Perché si fanno male? Perché, addirittura, vogliono uccidersi? Nel crescendo di sfide e prove autodistruttive che gli adolescenti si sono imposti negli ultimi anni, la vicenda Blue Whale segna una svolta. Innanzitutto per l'ambiente fisico in cui nasce. Le sfide alla morte sui tetti dei treni o quelle in autostrada nascevano nella banda, all'aria aperta, per la strada. Blue Whale, invece, prende forma nel chiuso della cameretta dell'adolescente, nella sua massima solitudine, rotta solo dal computer e dalla società virtuale di internet, già teatro degli Hikikomori, i «ragazzi autoreclusi». Una delle più devastanti (e taciute anche dai genitori, impietriti dal terrore) patologie degli ultimi anni. È nell'isolamento della cameretta che arriva la mail del curatore, postmoderno direttore spirituale che ti detta via web le regole non per realizzare la tua vita e personalità, ma per ucciderti sfracellandoti sull'asfalto.
Il fatto che un cinquantennio di educazione antiautoritaria e liberale si concluda con un curatore (o tutore) misterioso che ti impartisce istruzioni per progressivamente distruggerti e poi ammazzarti, cui obbedisci senza fiatare, ci insegna molte cose. Le prima è che i ragazzi hanno bisogno di cura, altrimenti si cercano il curatore. Nessuno può vivere senza regole, soprattutto gli adolescenti. La personalità, per formarsi, ha bisogno di un contenitore, un sistema di regole. Senza di esse non avrà identità, si sentirà «nessuno», spazzatura sociale (come definisce le sue vittime l'iniziatore di Blue Whale) e diventerà vittima di chi voglia essere il suo carnefice.

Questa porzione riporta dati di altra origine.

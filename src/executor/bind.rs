//! Parameter binding
//!
//! Resolves the parameters supplied with a statement into the slot-ordered
//! values read by `?` and `:name` placeholders during evaluation.

use crate::adapter::{AdapterRegistry, Params};
use crate::error::{Error, Result};
use crate::sql::ParameterSpec;
use crate::storage::Value;

/// Bind `params` against the placeholders a statement declares
pub fn bind_parameters(
    spec: &ParameterSpec,
    params: &Params,
    adapters: &AdapterRegistry,
) -> Result<Vec<Value>> {
    match (spec, params) {
        // A statement without placeholders ignores an empty list or any map
        (ParameterSpec::None, Params::None) | (ParameterSpec::None, Params::Named(_)) => {
            Ok(Vec::new())
        }
        (ParameterSpec::None, Params::Positional(values)) if values.is_empty() => Ok(Vec::new()),
        (ParameterSpec::None, Params::Positional(values)) => Err(count_mismatch(0, values.len())),

        (ParameterSpec::Positional(expected), Params::None) => Err(count_mismatch(*expected, 0)),
        (ParameterSpec::Positional(expected), Params::Positional(values)) => {
            if values.len() != *expected {
                return Err(count_mismatch(*expected, values.len()));
            }
            values.iter().map(|param| param.resolve(adapters)).collect()
        }
        (ParameterSpec::Positional(_), Params::Named(_)) => Err(Error::ParameterCount(
            "Binding 1 has no name, but you supplied a dictionary (which has only names)."
                .to_string(),
        )),

        (ParameterSpec::Named(names), Params::Named(values)) => names
            .iter()
            .map(|name| {
                values
                    .get(name.as_str())
                    .ok_or_else(|| {
                        Error::ParameterCount(format!(
                            "You did not supply a value for binding parameter :{}.",
                            name
                        ))
                    })?
                    .resolve(adapters)
            })
            .collect(),
        (ParameterSpec::Named(names), _) => Err(Error::ParameterCount(format!(
            "Binding :{} is named, but parameters were not supplied as a mapping.",
            names.first().map(String::as_str).unwrap_or_default()
        ))),
    }
}

fn count_mismatch(expected: usize, supplied: usize) -> Error {
    Error::ParameterCount(format!(
        "Incorrect number of bindings supplied. The current statement uses {}, and there are {} supplied.",
        expected, supplied
    ))
}

#[cfg(test)]
mod tests {
    use super::*;
    use crate::{named_params, params, Param};

    #[test]
    fn test_positional_binding() {
        let adapters = AdapterRegistry::new();
        let values = bind_parameters(
            &ParameterSpec::Positional(2),
            &params![1, "two"],
            &adapters,
        )
        .unwrap();
        assert_eq!(values, vec![Value::Integer(1), Value::Text("two".into())]);

        let err = bind_parameters(&ParameterSpec::Positional(2), &params![1], &adapters);
        assert!(matches!(err, Err(Error::ParameterCount(_))));
    }

    #[test]
    fn test_named_binding_follows_slots() {
        let adapters = AdapterRegistry::new();
        let spec = ParameterSpec::Named(vec!["b".into(), "a".into()]);
        let values =
            bind_parameters(&spec, &named_params! { "a" => 1, "b" => 2, "c" => 3 }, &adapters)
                .unwrap();
        assert_eq!(values, vec![Value::Integer(2), Value::Integer(1)]);

        let err = bind_parameters(&spec, &named_params! { "a" => 1 }, &adapters).unwrap_err();
        assert!(err.to_string().contains(":b"));
    }

    #[test]
    fn test_style_mismatch() {
        let adapters = AdapterRegistry::new();
        let named = ParameterSpec::Named(vec!["a".into()]);
        assert!(matches!(
            bind_parameters(&named, &params![1], &adapters),
            Err(Error::ParameterCount(_))
        ));
        assert!(matches!(
            bind_parameters(&ParameterSpec::Positional(1), &named_params! { "a" => 1 }, &adapters),
            Err(Error::ParameterCount(_))
        ));
        assert!(bind_parameters(&ParameterSpec::None, &named_params! { "a" => 1 }, &adapters)
            .unwrap()
            .is_empty());
    }

    #[test]
    fn test_unadapted_object_fails() {
        struct Point;
        let adapters = AdapterRegistry::new();
        let params = Params::Positional(vec![Param::adapt(Point)]);
        assert!(matches!(
            bind_parameters(&ParameterSpec::Positional(1), &params, &adapters),
            Err(Error::Adaptation(_))
        ));
    }
}
use pebblesql::{named_params, params, Connection, Error, Value};

fn setup() -> Connection {
    let mut conn = Connection::open_in_memory().unwrap();
    conn.execute(
        "CREATE TABLE people (id INTEGER PRIMARY KEY, name TEXT NOT NULL, age INTEGER)",
        (),
    )
    .unwrap();
    conn
}

#[test]
fn test_insert_then_select() {
    let mut conn = setup();
    let inserted = conn
        .execute("INSERT INTO people VALUES (?, ?, ?)", params![1, "Ada", 36])
        .unwrap();
    assert_eq!(inserted.rows_affected(), 1);
    assert_eq!(conn.last_insert_rowid(), 1);

    let rows = conn
        .execute("SELECT * FROM people", ())
        .unwrap()
        .fetch_all()
        .unwrap();
    assert_eq!(rows.len(), 1);
    assert_eq!(rows[0].keys(), ["id", "name", "age"]);
    assert_eq!(rows[0]["name"], Value::from("Ada"));
    assert_eq!(rows[0].get_as::<i64, _>("AGE").unwrap(), 36);
}

#[test]
fn test_duplicate_primary_key() {
    let mut conn = setup();
    conn.execute("INSERT INTO people VALUES (1, 'Ada', 36)", ())
        .unwrap();

    let err = conn
        .execute("INSERT INTO people VALUES (1, 'Grace', 45)", ())
        .unwrap_err();
    assert!(matches!(err, Error::Integrity(_)));

    let count = conn
        .execute("SELECT count(*) AS n FROM people", ())
        .unwrap()
        .fetch_one()
        .unwrap()
        .unwrap();
    assert_eq!(count["n"], Value::Integer(1));
}

#[test]
fn test_executemany() {
    let mut conn = setup();
    let rows = vec![
        params![1, "Ada", 36],
        params![2, "Grace", 45],
        params![3, "Edsger", None::<i64>],
    ];
    assert_eq!(
        conn.executemany("INSERT INTO people VALUES (?, ?, ?)", rows)
            .unwrap(),
        3
    );
    assert_eq!(conn.changes(), 3);

    // aborts at the failing tuple; earlier tuples stay
    let err = conn
        .executemany(
            "INSERT INTO people (id, name) VALUES (:id, :name)",
            vec![
                named_params! { "id" => 4, "name" => "Barbara" },
                named_params! { "id" => 1, "name" => "Dup" },
                named_params! { "id" => 5, "name" => "Never" },
            ],
        )
        .unwrap_err();
    assert!(matches!(err, Error::Integrity(_)));

    let names: Vec<String> = conn
        .execute("SELECT name FROM people ORDER BY id", ())
        .unwrap()
        .map(|row| row.unwrap().get_as::<String, _>(0usize).unwrap())
        .collect();
    assert_eq!(names, ["Ada", "Grace", "Edsger", "Barbara"]);

    let err = conn
        .executemany("SELECT * FROM people", vec![params![]])
        .unwrap_err();
    assert!(matches!(err, Error::Misuse(_)));
}

#[test]
fn test_sum_and_total() {
    let mut conn = Connection::open_in_memory().unwrap();
    conn.executescript("CREATE TABLE n (x INTEGER); INSERT INTO n VALUES (1), (2);")
        .unwrap();

    let row = conn
        .execute("SELECT sum(x), total(x), avg(x) FROM n", ())
        .unwrap()
        .fetch_one()
        .unwrap()
        .unwrap();
    assert_eq!(row[0], Value::Integer(3));
    assert_eq!(row[1], Value::Real(3.0));
    assert_eq!(row[2], Value::Real(1.5));

    let row = conn
        .execute("SELECT sum(x), total(x), count(*) FROM n WHERE x > 10", ())
        .unwrap()
        .fetch_one()
        .unwrap()
        .unwrap();
    assert_eq!(row[0], Value::Null);
    assert_eq!(row[1], Value::Real(0.0));
    assert_eq!(row[2], Value::Integer(0));
}

#[test]
fn test_parameter_count_mismatch() {
    let mut conn = setup();
    let err = conn
        .execute("INSERT INTO people VALUES (?, ?, ?)", params![1, "Ada"])
        .unwrap_err();
    assert!(matches!(err, Error::ParameterCount(_)));

    let err = conn
        .execute(
            "SELECT * FROM people WHERE name = :name",
            named_params! { "other" => "x" },
        )
        .unwrap_err();
    assert!(matches!(err, Error::ParameterCount(_)));
}

#[test]
fn test_result_set_sees_snapshot() {
    let mut conn = setup();
    conn.executescript("INSERT INTO people VALUES (1, 'Ada', 36), (2, 'Grace', 45);")
        .unwrap();

    let mut pending = conn.execute("SELECT name FROM people", ()).unwrap();
    let first = pending.fetch_one().unwrap().unwrap();
    assert_eq!(first[0], Value::from("Ada"));

    conn.execute("DELETE FROM people", ()).unwrap();
    assert_eq!(conn.changes(), 2);

    let rest = pending.fetch_all().unwrap();
    assert_eq!(rest.len(), 1);
    assert_eq!(rest[0][0], Value::from("Grace"));
}

#[test]
fn test_group_by_and_having() {
    let mut conn = Connection::open_in_memory().unwrap();
    conn.executescript(
        "CREATE TABLE sales (region TEXT COLLATE NOCASE, amount INTEGER);
         INSERT INTO sales VALUES ('north', 10), ('South', 5), ('NORTH', 7), ('south', 1), ('east', 2);",
    )
    .unwrap();

    let rows: Vec<(String, i64)> = conn
        .execute(
            "SELECT region, sum(amount) AS total FROM sales
             GROUP BY region HAVING sum(amount) > 3 ORDER BY total DESC",
            (),
        )
        .unwrap()
        .map(|row| {
            let row = row.unwrap();
            (
                row.get_as::<String, _>(0usize).unwrap().to_lowercase(),
                row.get_as::<i64, _>(1usize).unwrap(),
            )
        })
        .collect();
    assert_eq!(rows, vec![("north".to_string(), 17), ("south".to_string(), 6)]);
}

#[test]
fn test_execute_rejects_multiple_statements() {
    let mut conn = setup();
    let err = conn
        .execute("SELECT 1; SELECT 2", ())
        .unwrap_err();
    assert!(matches!(err, Error::Misuse(_)));

    let empty = conn.execute("  -- nothing here\n", ()).unwrap();
    assert!(empty.columns().is_empty());
}

#[test]
fn test_undefined_real_arithmetic_is_null() {
    let mut conn = Connection::open_in_memory().unwrap();
    let row = conn
        .execute(
            "SELECT 1e999 - 1e999 = 5, typeof(1e999 - 1e999), 0 * 1e999, 1e999 > 1e300",
            (),
        )
        .unwrap()
        .fetch_one()
        .unwrap()
        .unwrap();
    assert_eq!(row[0], Value::Null);
    assert_eq!(row[1], Value::from("null"));
    assert_eq!(row[2], Value::Null);
    assert_eq!(row[3], Value::Integer(1));
}

#[test]
fn test_infinities_group_and_sort() {
    let mut conn = Connection::open_in_memory().unwrap();
    conn.executescript(
        "CREATE TABLE r (x REAL);
         INSERT INTO r VALUES (1.5), (2.5), (1e999), (-1e999), (1e999 - 1e999), (NULL), (2.5);",
    )
    .unwrap();

    let sorted: Vec<Value> = conn
        .execute("SELECT x FROM r ORDER BY x", ())
        .unwrap()
        .map(|row| row.unwrap()[0].clone())
        .collect();
    assert_eq!(
        sorted,
        [
            Value::Null,
            Value::Null,
            Value::Real(f64::NEG_INFINITY),
            Value::Real(1.5),
            Value::Real(2.5),
            Value::Real(2.5),
            Value::Real(f64::INFINITY),
        ]
    );

    let distinct = conn
        .execute("SELECT DISTINCT x FROM r", ())
        .unwrap()
        .fetch_all()
        .unwrap();
    assert_eq!(distinct.len(), 5);

    let groups = conn
        .execute("SELECT x, count(*) FROM r GROUP BY x", ())
        .unwrap()
        .fetch_all()
        .unwrap();
    assert_eq!(groups.len(), 5);

    let row = conn
        .execute("SELECT count(DISTINCT x), count(x) FROM r", ())
        .unwrap()
        .fetch_one()
        .unwrap()
        .unwrap();
    assert_eq!(row[0], Value::Integer(4));
    assert_eq!(row[1], Value::Integer(5));
}
use pebblesql::{params, Config, Connection, Error, Value};
use tempfile::tempdir;

fn count(conn: &mut Connection, table: &str) -> i64 {
    conn.execute(&format!("SELECT count(*) FROM {}", table), ())
        .unwrap()
        .fetch_one()
        .unwrap()
        .unwrap()
        .get_as::<i64, _>(0usize)
        .unwrap()
}

#[test]
fn test_reopen_file_database() {
    let dir = tempdir().unwrap();
    let path = dir.path().join("notes.pebble");

    {
        let mut conn = Connection::open(&path).unwrap();
        conn.executescript(
            "CREATE TABLE notes (id INTEGER PRIMARY KEY, body TEXT NOT NULL, score REAL DEFAULT 0.5);
             INSERT INTO notes (id, body) VALUES (1, 'first'), (2, 'sécond');
             INSERT INTO notes VALUES (3, 'third', -1.25);",
        )
        .unwrap();
        conn.close().unwrap();
    }

    let mut conn = Connection::open(&path).unwrap();
    assert_eq!(conn.table_names(), vec!["notes"]);
    assert_eq!(count(&mut conn, "notes"), 3);

    let row = conn
        .execute("SELECT body, score FROM notes WHERE id = 2", ())
        .unwrap()
        .fetch_one()
        .unwrap()
        .unwrap();
    assert_eq!(row["body"], Value::from("sécond"));
    assert_eq!(row["score"], Value::Real(0.5));

    // constraints survive the round trip
    let err = conn
        .execute("INSERT INTO notes VALUES (1, 'again', 0)", ())
        .unwrap_err();
    assert!(matches!(err, Error::Integrity(_)));
}

#[test]
fn test_flush_writes_committed_state() {
    let dir = tempdir().unwrap();
    let path = dir.path().join("data.pebble");

    let mut conn = Connection::open(&path).unwrap();
    conn.executescript("CREATE TABLE t (x); INSERT INTO t VALUES (1);")
        .unwrap();
    conn.execute("BEGIN", ()).unwrap();
    conn.execute("INSERT INTO t VALUES (2)", ()).unwrap();
    conn.flush().unwrap();

    let mut other = Connection::open_with_config(Config::new().path(&path).flush_on_close(false))
        .unwrap();
    assert_eq!(count(&mut other, "t"), 1);

    // closing rolls back the open scope before writing
    conn.close().unwrap();
    let mut reopened = Connection::open(&path).unwrap();
    assert_eq!(count(&mut reopened, "t"), 1);
}

#[test]
fn test_close_with_pending_results() {
    let mut conn = Connection::open_in_memory().unwrap();
    conn.executescript("CREATE TABLE t (x); INSERT INTO t VALUES (1), (2);")
        .unwrap();

    let mut pending = conn.execute("SELECT x FROM t", ()).unwrap();
    pending.fetch_one().unwrap();
    let err = conn.close().unwrap_err();
    assert!(matches!(err, Error::ResultSetBusy(_)));
    assert!(!conn.is_closed());

    drop(pending);
    conn.close().unwrap();
    assert!(conn.is_closed());
    assert!(matches!(
        conn.execute("SELECT 1", ()).unwrap_err(),
        Error::Misuse(_)
    ));
}

#[test]
fn test_load_dump_round_trip() {
    let mut source = Connection::open_in_memory().unwrap();
    source
        .executescript(
            "CREATE TABLE people (id INTEGER PRIMARY KEY, name TEXT COLLATE NOCASE UNIQUE, photo BLOB);
             CREATE TABLE \"odd \"\"name\"\"\" (v REAL NOT NULL DEFAULT 1.0);
             INSERT INTO people VALUES (1, 'O''Brien', X'CAFE'), (2, NULL, NULL);
             INSERT INTO \"odd \"\"name\"\"\" VALUES (2.5), (-0.125), (1e300);",
        )
        .unwrap();
    source
        .execute("CREATE TABLE extremes (n INTEGER DEFAULT -9223372036854775807)", ())
        .unwrap();
    source
        .executemany(
            "INSERT INTO extremes VALUES (?)",
            vec![params![i64::MIN], params![i64::MAX], params![0]],
        )
        .unwrap();

    let dump = source.dump();
    assert_eq!(dump.first().map(String::as_str), Some("BEGIN TRANSACTION;"));
    assert_eq!(dump.last().map(String::as_str), Some("COMMIT;"));

    let mut copy = Connection::open_in_memory().unwrap();
    copy.load(&dump).unwrap();
    assert!(!copy.in_transaction());
    assert_eq!(copy.table_names(), source.table_names());
    assert_eq!(copy.dump(), dump);

    let rows = copy
        .execute("SELECT n, typeof(n) FROM extremes ORDER BY n", ())
        .unwrap()
        .fetch_all()
        .unwrap();
    assert_eq!(rows[0][0], Value::Integer(i64::MIN));
    assert_eq!(rows[0][1], Value::from("integer"));
    assert_eq!(rows[2][0], Value::Integer(i64::MAX));
}

#[test]
fn test_load_busy_and_atomic() {
    let mut conn = Connection::open_in_memory().unwrap();
    conn.executescript("CREATE TABLE t (x); INSERT INTO t VALUES (1);")
        .unwrap();

    let pending = conn.execute("SELECT x FROM t", ()).unwrap();
    let err = conn.load(["CREATE TABLE u (y);"]).unwrap_err();
    assert!(matches!(err, Error::ResultSetBusy(_)));
    drop(pending);

    // the second statement fails, so the first is undone
    let err = conn
        .load(["CREATE TABLE u (y);", "CREATE TABLE t (x);"])
        .unwrap_err();
    assert!(matches!(err, Error::TableAlreadyExists(_)));
    assert_eq!(conn.table_names(), vec!["t"]);
}

#[test]
fn test_backup_to_file() {
    let dir = tempdir().unwrap();
    let path = dir.path().join("backup.pebble");

    let mut source =
        Connection::open_with_config(Config::new().backup_page_rows(1)).unwrap();
    source
        .executescript("CREATE TABLE t (x); INSERT INTO t VALUES (1), (2), (3);")
        .unwrap();

    let mut dest = Connection::open(&path).unwrap();
    let mut steps = 0;
    source
        .backup(&mut dest, 2, |progress| {
            steps += 1;
            assert_eq!(progress.total, 3);
        })
        .unwrap();
    assert_eq!(steps, 2);
    dest.close().unwrap();

    let mut reopened = Connection::open(&path).unwrap();
    assert_eq!(count(&mut reopened, "t"), 3);
}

La seconda è che, oltre che di regole, gli adolescenti hanno bisogno anche di un'educazione alla violenza. Se nessuno gliela spiega, mostrandogliela in qualche modo, questa diventa un tabù, il cui fascino e potere (come insegnano antropologia e storia delle religioni) diventa invincibile. Blue Whale ha pochi mesi, ma in terapia da tempo si vedono crescere gli amanti del cutting, il tagliarsi, soprattutto braccia e gambe. Per il piacere di farsi male, di violare il proprio corpo, di fare un passo verso la distruzione. Ma anche per rompere una condizione di benessere anestetizzato dove, appunto, non incontrando né dolore né violenza, di cui non si può neppure parlare, non si prova spesso alcun piacere. Per riconoscerlo, dobbiamo fare anche l'esperienza del suo fratello negativo, il male.
È quello che i ragazzini hanno sempre saputo, pestandosi più o meno duramente appena potevano. E anche la ragazze non scherzavano, con giochi abbastanza crudeli raccontati in molti memoirs femminili, prima che tutto sprofondasse nell'attuale bullismo transgenere. L'educazione, vera, è iniziazione alla vita integrale: piacere e dolore, corpo e spirito, vita e morte.
Se togliamo il dolore, lo spirito e la morte, anche il piacere svanisce, e la vita diventa incomprensibile. E ci si uccide. Per fretta di godere e devozione al politically correct, abbiamo semplificato in po' troppo.Urge cambiare strada.